I started my conversation with Joe when he popped up on the bottom right-hand side of my screen and asked if he could help. I was trying to book a flight. In the old days, you’d walk into a travel agent, deport yourself in a comfortable seat and speak to a lady in a crisp white shirt and colourful neck scarf. After giving her a rough idea about where you wanted to go to, you’d engage in polite conversation about your holiday plans while waiting for a ticket to come out of their dot matrix printer.

But apparently technology has made this better. You can now book from the comfort of your sofa. This started out well. You found the airline’s website, filled out your name and credit card details and it was done.

I don’t want to appear like a grumpy old man, but the truth is that I am. Everything has gone downhill since. It started when they websites wanted personal information they don’t need. If I want to book a flight, why does it matter where I live or what my date of birth is.

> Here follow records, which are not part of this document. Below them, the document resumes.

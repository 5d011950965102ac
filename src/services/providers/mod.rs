use crate::error::AppResult;

pub mod http_ai;

pub use http_ai::HttpAiProvider;

/// Seam to the external AI suggestion source.
///
/// The engine treats the source as an unreliable oracle: one attempt per
/// turn, any failure or timeout surfaces as `AppError::AiUnavailable` and
/// the caller falls back to the heuristic path. Implementations must not
/// retry internally.
#[cfg_attr(test, mockall::automock)]
#[async_trait::async_trait]
pub trait SuggestionProvider: Send + Sync {
    /// Requests free-form suggestion text for the given prompt.
    async fn suggest(&self, prompt: &str) -> AppResult<String>;

    /// Provider name for logging and debugging
    fn name(&self) -> &'static str;
}
use serde::Deserialize;

/// Application configuration loaded from environment variables
#[derive(Debug, Deserialize, Clone)]
pub struct Config {
    /// Path to the normalized club catalog JSON file
    #[serde(default = "default_catalog_path")]
    pub catalog_path: String,

    /// AI suggestion service endpoint URL
    #[serde(default = "default_ai_api_url")]
    pub ai_api_url: String,

    /// AI suggestion service API key
    #[serde(default)]
    pub ai_api_key: String,

    /// Timeout for a single AI suggestion call, in seconds.
    /// A hung call is treated the same as an errored one.
    #[serde(default = "default_ai_timeout_secs")]
    pub ai_timeout_secs: u64,

    /// Server host address
    #[serde(default = "default_host")]
    pub host: String,

    /// Server port
    #[serde(default = "default_port")]
    pub port: u16,

    /// Maximum requests per caller IP within the rate-limit window
    #[serde(default = "default_rate_limit_max_requests")]
    pub rate_limit_max_requests: u32,

    /// Rate-limit window length in seconds
    #[serde(default = "default_rate_limit_window_secs")]
    pub rate_limit_window_secs: u64,

    /// Use `x-forwarded-for` as the rate-limit key. Enable only when the
    /// service sits behind a proxy that overwrites the header.
    #[serde(default)]
    pub trust_forwarded_for: bool,
}

fn default_catalog_path() -> String {
    "data/catalog.json".to_string()
}

fn default_ai_api_url() -> String {
    "http://localhost:8089/v1/generate".to_string()
}

fn default_ai_timeout_secs() -> u64 {
    8
}

fn default_host() -> String {
    "127.0.0.1".to_string()
}

fn default_port() -> u16 {
    3000
}

fn default_rate_limit_max_requests() -> u32 {
    30
}

fn default_rate_limit_window_secs() -> u64 {
    60
}

impl Config {
    /// Load configuration from environment variables
    pub fn from_env() -> anyhow::Result<Self> {
        dotenvy::dotenv().ok();
        envy::from_env::<Config>().map_err(|e| anyhow::anyhow!("Failed to load config: {}", e))
    }
}
use std::net::SocketAddr;
use std::sync::Arc;
use std::time::Duration;

use tracing_subscriber::EnvFilter;

use clubscout_api::api::{create_router, AppState};
use clubscout_api::config::Config;
use clubscout_api::middleware::RateLimiter;
use clubscout_api::services::providers::HttpAiProvider;
use clubscout_api::services::Catalog;

#[tokio::main]
async fn main() -> anyhow::Result<()> {
    tracing_subscriber::fmt()
        .with_env_filter(
            EnvFilter::try_from_default_env().unwrap_or_else(|_| EnvFilter::new("info")),
        )
        .init();

    let config = Config::from_env()?;
    let catalog = Catalog::from_path(&config.catalog_path)?;

    let provider = Arc::new(HttpAiProvider::new(
        config.ai_api_url.clone(),
        config.ai_api_key.clone(),
        Duration::from_secs(config.ai_timeout_secs),
    ));

    let state = AppState::new(catalog, provider);
    let limiter = RateLimiter::new(
        config.rate_limit_max_requests,
        Duration::from_secs(config.rate_limit_window_secs),
    )
    .trust_forwarded_for(config.trust_forwarded_for);
    let app = create_router(state, limiter);

    let addr = format!("{}:{}", config.host, config.port);
    let listener = tokio::net::TcpListener::bind(&addr).await?;
    tracing::info!(%addr, "Server running");
    axum::serve(
        listener,
        app.into_make_service_with_connect_info::<SocketAddr>(),
    )
    .await?;

    Ok(())
}
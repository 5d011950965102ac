use axum::{
    body::Body,
    extract::Request,
    http::HeaderValue,
    middleware::Next,
    response::Response,
};
use uuid::Uuid;

/// HTTP header carrying the request correlation id
pub const REQUEST_ID_HEADER: &str = "x-request-id";

/// Per-request correlation id, honored from the caller when present.
#[derive(Clone, Copy, Debug)]
pub struct RequestId(pub Uuid);

impl RequestId {
    fn from_request(request: &Request) -> Self {
        request
            .headers()
            .get(REQUEST_ID_HEADER)
            .and_then(|h| h.to_str().ok())
            .and_then(|s| Uuid::parse_str(s).ok())
            .map(RequestId)
            .unwrap_or_else(|| RequestId(Uuid::new_v4()))
    }
}

/// Reads or mints a request id, stashes it in the request extensions, and
/// echoes it on the response.
pub async fn propagate_request_id(mut request: Request, next: Next) -> Response {
    let request_id = RequestId::from_request(&request);
    request.extensions_mut().insert(request_id);

    let mut response = next.run(request).await;
    if let Ok(value) = HeaderValue::from_str(&request_id.0.to_string()) {
        response.headers_mut().insert(REQUEST_ID_HEADER, value);
    }
    response
}

/// Span factory for `TraceLayer`, tagging each request with its id.
pub fn request_span(request: &Request<Body>) -> tracing::Span {
    let request_id = request
        .extensions()
        .get::<RequestId>()
        .map(|id| id.0.to_string())
        .unwrap_or_else(|| "unknown".to_string());

    tracing::info_span!(
        "http_request",
        method = %request.method(),
        uri = %request.uri(),
        request_id = %request_id,
    )
}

I guess it stops three-year-olds stealing their Dad’s credit card and plotting a trip to Disneyland. But if they were clever enough to do that, I doubt if they would have entered their actual date of birth.

Then they started upselling. Offering Insurance, car rental and hotel suggestions and making it as difficult to navigate these pages as it is to find your way around IKEA. Then someone came up with the great wheeze of splitting the fare. It used to be taken for granted that you needed a seat on a plane, would quite like to sit next to your partner and to bring a suitcase along on your travels. Somebody, probably Ryanair, realised that if you sell these separately, you could spin the myth that air travel is cheaper than ever, when actually it ends up at the same cost it always was, after you have added on all the items you used to take for granted.

Apart from everything else, this makes booking a flight more complicated than brain surgery, with a similar pain impact. After you have unclicked all the items you never wanted to purchase in the first place, entered more personal information than even your wife knows and committed your credit card details to a website that otherwise filled you with suspicion, you might finally get the “Flight Confirmed” message. Or more often than not a message that would send you back to the first page like a naughty child.

That’s how I ended up talking to Joe. The Auckland to Sydney route is dominated by the national carriers of New Zealand and Australia, who clearly call each other every morning to agree their eye-watering fares.

There is an alternative to this. An Asian interloper that is trying to sneak into this market. We travelled with them at Christmas and they were half the cost of the national airlines. However, my daughter was disgusted that there was no TV screen on the back of the seat in front of her, I was annoyed that my seat that was stuck in the reclined position and left me staring at the ceiling for the whole trip and we were all upset on the return trip when they seated the three of us in random seats throughout the plane.

Nevertheless, I turned to them again last week when I wanted to book another flight to Sydney and saw the eye watering fares that Air New Zealand were quoting. Since Christmas, their website has changed in one key aspect. You now have to set up an Account. You can no longer be a casual traveller, you have to a fully signed up member, willing to accept daily emails and share all of your personal details. They have also enforced two factor authentication. This is normally enforced by banks and government agencies or other parties that need to protect you from fraud. It’s rarely used by websites that simply want to sell you a product.

I went along with the charade. Entered my phone number and pressed the button that promised to send me a text that would finalise my account set up.

The text never arrived and that’s when I started talking to Joe.

“Please uninstall the App and re-install it”

“I’m not using your App, I’m looking at your website”.

“Thank you for your response. Please uninstall the App and re-install it”.

“I’M NOT USING YOUR BLOODY APP”.

At this stage, the conversation changed. Joe passed me onto an anonymous manager who gave me an official case number, as though I’d stumbled into a murder case. His suggestion was that I install their app and try to do a booking through this. I was indignant that technology had got us to the point where an App was needed for a simple transaction but did it anyhow.

The App didn’t work. I still didn’t get a text to finish my account set up.

I gave up and booked a flight with Qantas. It was expensive, but it came with a meal, movies and a bag included in the price, without having to navigate 12 screens.

The cheap airline wasn’t giving up though. They sent another email from a “Do-Not Reply” email address, saying that if I wanted to keep the case open, I should reply to the email.

Two weeks later, I got my final message. It said that they were closing the case and if I wanted it reopened, I should log on to my account, ignoring the fact that my problem was that I couldn’t open an account.

I hanker for the old days and ladies with crisp white shirts.